§ **WORK REQUEST**: Lines from the listing that hold the string "control" are what you should return.

RECORDED INFORMATION below:

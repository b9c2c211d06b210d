//! # bevy_spline_bend
//!
//! A Bevy plugin for bending template meshes along 3D splines.
//!
//! ## Features
//!
//! - Linear and cubic Bézier splines with per-node up vectors and
//!   cross-section scale
//! - Arc-length sampling, closest-point projection, and loop binding
//! - Three filling policies: once, repeat, stretch
//! - Three UV policies: repeat, extend, stretch, chainable across benders
//! - Automatic direction smoothing from neighbor positions
//! - Optional trimesh colliders on the bent geometry via avian3d
//! - Serializable with Bevy's scene system (RON format)
//!
//! ## Quick Start
//!
//! ```ignore
//! use bevy::prelude::*;
//! use bevy_spline_bend::prelude::*;
//!
//! fn main() {
//!     App::new()
//!         .add_plugins(DefaultPlugins)
//!         .add_plugins(SplineBendPlugins)
//!         .add_systems(Startup, setup)
//!         .run();
//! }
//!
//! fn setup(mut commands: Commands, mut meshes: ResMut<Assets<Mesh>>) {
//!     // A spline whose handles are shaped automatically
//!     let spline = commands
//!         .spawn((
//!             Spline::from_nodes(
//!                 SplineType::CubicBezier,
//!                 vec![
//!                     SplineNode::new(Vec3::new(-5.0, 0.0, 0.0), Vec3::ZERO),
//!                     SplineNode::new(Vec3::new(0.0, 2.0, 3.0), Vec3::ZERO),
//!                     SplineNode::new(Vec3::new(5.0, 0.0, 0.0), Vec3::ZERO),
//!                 ],
//!             )
//!             .unwrap(),
//!             SplineSmoother::default(),
//!         ))
//!         .id();
//!
//!     // Tile a template mesh along it
//!     let template = meshes.add(Cuboid::new(2.0, 0.2, 1.0));
//!     commands.spawn(
//!         SplineBender::new(spline, template).with_fill_mode(FillMode::Repeat),
//!     );
//! }
//! ```
//!
//! ## Plugins
//!
//! - [`SplinePlugin`]: spline types, scene registration, smoothing (required)
//! - [`SplineBendPlugin`]: mesh bending along splines (adds `SplinePlugin`
//!   when missing)
//! - [`SplineBendPlugins`]: both of the above

use bevy::app::{PluginGroup, PluginGroupBuilder};

pub mod bend;
pub mod error;
pub mod geometry;
pub mod spline;

pub use bend::SplineBendPlugin;
pub use spline::SplinePlugin;

/// Plugin group with the full spline and bending stack.
pub struct SplineBendPlugins;

impl PluginGroup for SplineBendPlugins {
    fn build(self) -> PluginGroupBuilder {
        PluginGroupBuilder::start::<Self>()
            .add(SplinePlugin)
            .add(SplineBendPlugin)
    }
}

/// Convenient re-exports of commonly used types.
pub mod prelude {
    pub use crate::bend::{
        BendTarget, BentMesh, FillMode, GeneratedBendMesh, MeshBender, MeshVertex, SourceMesh,
        SplineBendPlugin, SplineBender, UvMode,
    };
    pub use crate::error::{BendError, BendResult, SplineError, SplineResult};
    pub use crate::spline::{
        Curve, CurveSample, Spline, SplineNode, SplinePlugin, SplineSmoother, SplineType,
    };
    pub use crate::SplineBendPlugins;
}
impl Spline {
    /// Create a spline from its first two nodes.
    pub fn new(spline_type: SplineType, first: SplineNode, second: SplineNode) -> Self {
        let mut spline = Self {
            spline_type,
            nodes: vec![first, second],
            is_loop: false,
            steps_per_curve: DEFAULT_STEP_COUNT,
            curves: Vec::new(),
            length: 0.0,
            revision: 0,
        };
        spline.refresh_curves();
        spline
    }

    /// Create a spline from a node list, which must hold at least two nodes.
    pub fn from_nodes(spline_type: SplineType, nodes: Vec<SplineNode>) -> SplineResult<Self> {
        if nodes.len() < 2 {
            return Err(SplineError::NotEnoughNodes {
                required: 2,
                actual: nodes.len(),
            });
        }
        let mut spline = Self {
            spline_type,
            nodes,
            is_loop: false,
            steps_per_curve: DEFAULT_STEP_COUNT,
            curves: Vec::new(),
            length: 0.0,
            revision: 0,
        };
        spline.refresh_curves();
        Ok(spline)
    }

    /// The interpolation used by every curve.
    pub fn spline_type(&self) -> SplineType {
        self.spline_type
    }

    /// Switch the interpolation, rebuilding every curve.
    pub fn set_spline_type(&mut self, spline_type: SplineType) {
        if self.spline_type == spline_type {
            return;
        }
        self.spline_type = spline_type;
        self.refresh_curves();
    }

    /// The control nodes.
    pub fn nodes(&self) -> &[SplineNode] {
        &self.nodes
    }

    /// The node at `index`.
    pub fn node(&self, index: usize) -> SplineResult<&SplineNode> {
        self.nodes.get(index).ok_or(SplineError::NodeIndexOutOfBounds {
            index,
            count: self.nodes.len(),
        })
    }

    /// Number of control nodes.
    pub fn node_count(&self) -> usize {
        self.nodes.len()
    }

    /// The derived curve chain.
    pub fn curves(&self) -> &[Curve] {
        &self.curves
    }

    /// Number of curves, always one less than the node count.
    pub fn curve_count(&self) -> usize {
        self.curves.len()
    }

    /// Total length, the sum of all curve lengths.
    pub fn length(&self) -> f32 {
        self.length
    }

    /// Whether the first and last node mirror each other.
    pub fn is_loop(&self) -> bool {
        self.is_loop
    }

    /// Segments per Bézier curve sample table.
    pub fn steps_per_curve(&self) -> usize {
        self.steps_per_curve
    }

    /// Monotonic mutation counter. Consumers compare against the last value
    /// they observed to decide whether to rebuild.
    pub fn revision(&self) -> u64 {
        self.revision
    }

    /// Whether the spline satisfies its structural invariants.
    ///
    /// Scene files can restore arbitrary node lists, so systems check this
    /// before sampling.
    pub fn is_valid(&self) -> bool {
        self.nodes.len() >= 2 && self.curves.len() == self.nodes.len() - 1
    }

    /// Append a node, extending the chain with one more curve.
    pub fn add_node(&mut self, node: SplineNode) {
        self.nodes.push(node);
        self.apply_loop_mirror();
        self.refresh_curves();
    }

    /// Insert a node between existing ones.
    ///
    /// Index 0 would break the chain start and the index after the last node
    /// is an append, so valid indices are `1..node_count`.
    pub fn insert_node(&mut self, index: usize, node: SplineNode) -> SplineResult<()> {
        if index == 0 || index >= self.nodes.len() {
            return Err(SplineError::InvalidInsertIndex(index));
        }
        self.nodes.insert(index, node);
        self.apply_loop_mirror();
        self.refresh_curves();
        Ok(())
    }

    /// Remove and return a node. A spline keeps at least two nodes.
    pub fn remove_node(&mut self, index: usize) -> SplineResult<SplineNode> {
        if index >= self.nodes.len() {
            return Err(SplineError::NodeIndexOutOfBounds {
                index,
                count: self.nodes.len(),
            });
        }
        if self.nodes.len() <= 2 {
            return Err(SplineError::NodeFloor(self.nodes.len()));
        }
        let node = self.nodes.remove(index);
        self.apply_loop_mirror();
        self.refresh_curves();
        Ok(node)
    }

    /// Replace a node wholesale.
    pub fn set_node(&mut self, index: usize, node: SplineNode) -> SplineResult<()> {
        if index >= self.nodes.len() {
            return Err(SplineError::NodeIndexOutOfBounds {
                index,
                count: self.nodes.len(),
            });
        }
        self.nodes[index] = node;
        self.refresh_node_curves(index);
        if let Some(mirror) = self.mirror_index(index) {
            self.nodes[mirror] = node;
            self.refresh_node_curves(mirror);
        }
        self.touch();
        Ok(())
    }

    /// Move a node, keeping its direction handle where it is.
    pub fn set_node_position(&mut self, index: usize, position: Vec3) -> SplineResult<()> {
        let mut node = *self.node(index)?;
        node.position = position;
        self.set_node(index, node)
    }

    /// Move a node's absolute direction handle.
    pub fn set_node_direction(&mut self, index: usize, direction: Vec3) -> SplineResult<()> {
        let mut node = *self.node(index)?;
        node.direction = direction;
        self.set_node(index, node)
    }

    /// Change a node's up vector.
    pub fn set_node_up(&mut self, index: usize, up: Vec3) -> SplineResult<()> {
        let mut node = *self.node(index)?;
        node.up = up;
        self.set_node(index, node)
    }

    /// Change a node's cross-section scale.
    pub fn set_node_scale(&mut self, index: usize, scale: Vec2) -> SplineResult<()> {
        let mut node = *self.node(index)?;
        node.scale = scale;
        self.set_node(index, node)
    }

    /// Enable or disable loop binding.
    ///
    /// While enabled, edits to the first or last node are mirrored to the
    /// other. Enabling copies the first node's state onto the last
    /// immediately.
    pub fn set_loop(&mut self, is_loop: bool) {
        if self.is_loop == is_loop {
            return;
        }
        self.is_loop = is_loop;
        if is_loop {
            self.apply_loop_mirror();
            if !self.nodes.is_empty() {
                self.refresh_node_curves(self.nodes.len() - 1);
            }
        }
        self.touch();
    }

    /// Change the Bézier sample resolution, rebuilding every curve.
    pub fn set_steps_per_curve(&mut self, steps: usize) {
        let steps = steps.max(1);
        if self.steps_per_curve == steps {
            return;
        }
        self.steps_per_curve = steps;
        self.refresh_curves();
    }

    /// Rebuild the whole curve chain from the node list.
    ///
    /// Needed after scene deserialization, which restores nodes but not the
    /// derived chain.
    pub fn refresh_curves(&mut self) {
        self.curves.clear();
        let steps = self.steps_per_curve.max(1);
        for i in 0..self.nodes.len().saturating_sub(1) {
            self.curves.push(Curve::new(
                self.spline_type,
                i,
                i + 1,
                self.nodes[i],
                self.nodes[i + 1],
                steps,
            ));
        }
        self.touch();
    }

    /// Sample at a global time in `[0, curve_count]`, where the integer part
    /// selects the curve and the fraction the time within it. The final
    /// boundary clamps into the last curve.
    pub fn sample_at_time(&self, t: f32) -> SplineResult<CurveSample> {
        let (index, local) = self.split_time(t)?;
        self.curves[index].sample_at_time(local)
    }

    /// The curve index a global time falls in.
    pub fn curve_index_at_time(&self, t: f32) -> SplineResult<usize> {
        Ok(self.split_time(t)?.0)
    }

    /// Sample at a distance in `[0, length]` from the spline start.
    ///
    /// Walks the chain subtracting curve lengths; a query within
    /// [`BOUNDARY_EPSILON`] past a curve end snaps to that end.
    pub fn sample_at_distance(&self, distance: f32) -> SplineResult<CurveSample> {
        if distance < 0.0 || distance > self.length {
            return Err(SplineError::DistanceOutOfRange {
                distance,
                length: self.length,
            });
        }
        let mut remaining = distance;
        for curve in &self.curves {
            if remaining <= curve.length() + BOUNDARY_EPSILON {
                return curve.sample_at_distance(remaining.min(curve.length()));
            }
            remaining -= curve.length();
        }
        // Accumulated float drift walked past the final curve: clamp to it.
        match self.curves.last() {
            Some(curve) => curve.sample_at_distance(curve.length()),
            None => Err(SplineError::NotEnoughNodes {
                required: 2,
                actual: self.nodes.len(),
            }),
        }
    }

    /// The closest sample to `point` across all curves. Equidistant
    /// candidates resolve to the lowest curve index.
    pub fn projection_sample(&self, point: Vec3) -> SplineResult<CurveSample> {
        let mut best: Option<CurveSample> = None;
        let mut best_distance = f32::MAX;
        for curve in &self.curves {
            let candidate = curve.projection_sample(point);
            let d = candidate.location.distance_squared(point);
            if d < best_distance {
                best_distance = d;
                best = Some(candidate);
            }
        }
        best.ok_or(SplineError::NotEnoughNodes {
            required: 2,
            actual: self.nodes.len(),
        })
    }

    /// Range-check a global time and split it into curve index and local time.
    fn split_time(&self, t: f32) -> SplineResult<(usize, f32)> {
        let max = self.curves.len() as f32;
        if t < 0.0 || t > max || self.curves.is_empty() {
            return Err(SplineError::TimeOutOfRange { time: t, max });
        }
        if t >= max {
            Ok((self.curves.len() - 1, 1.0))
        } else {
            Ok((t.floor() as usize, t.fract()))
        }
    }

    /// Recompute total length and bump the revision.
    fn touch(&mut self) {
        self.length = self.curves.iter().map(Curve::length).sum();
        self.revision += 1;
    }

    /// Rebuild the curves touching node `index` from the current node data.
    fn refresh_node_curves(&mut self, index: usize) {
        if index > 0 {
            if let Some(curve) = self.curves.get_mut(index - 1) {
                curve.set_nodes(self.nodes[index - 1], self.nodes[index]);
            }
        }
        if index + 1 < self.nodes.len() {
            if let Some(curve) = self.curves.get_mut(index) {
                curve.set_nodes(self.nodes[index], self.nodes[index + 1]);
            }
        }
    }

    /// The loop partner of `index`, if the loop binding applies to it.
    fn mirror_index(&self, index: usize) -> Option<usize> {
        if !self.is_loop || self.nodes.len() < 2 {
            return None;
        }
        let last = self.nodes.len() - 1;
        if index == 0 {
            Some(last)
        } else if index == last {
            Some(0)
        } else {
            None
        }
    }

    /// Copy the first node's state onto the last while the loop is on.
    fn apply_loop_mirror(&mut self) {
        if !self.is_loop {
            return;
        }
        if let Some(first) = self.nodes.first().copied() {
            if let Some(last) = self.nodes.last_mut() {
                *last = first;
            }
        }
    }
}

End of RECORDED INFORMATION.

§ **RESPONSE AREA**:
    /// The control nodes.
    /// Number of control nodes.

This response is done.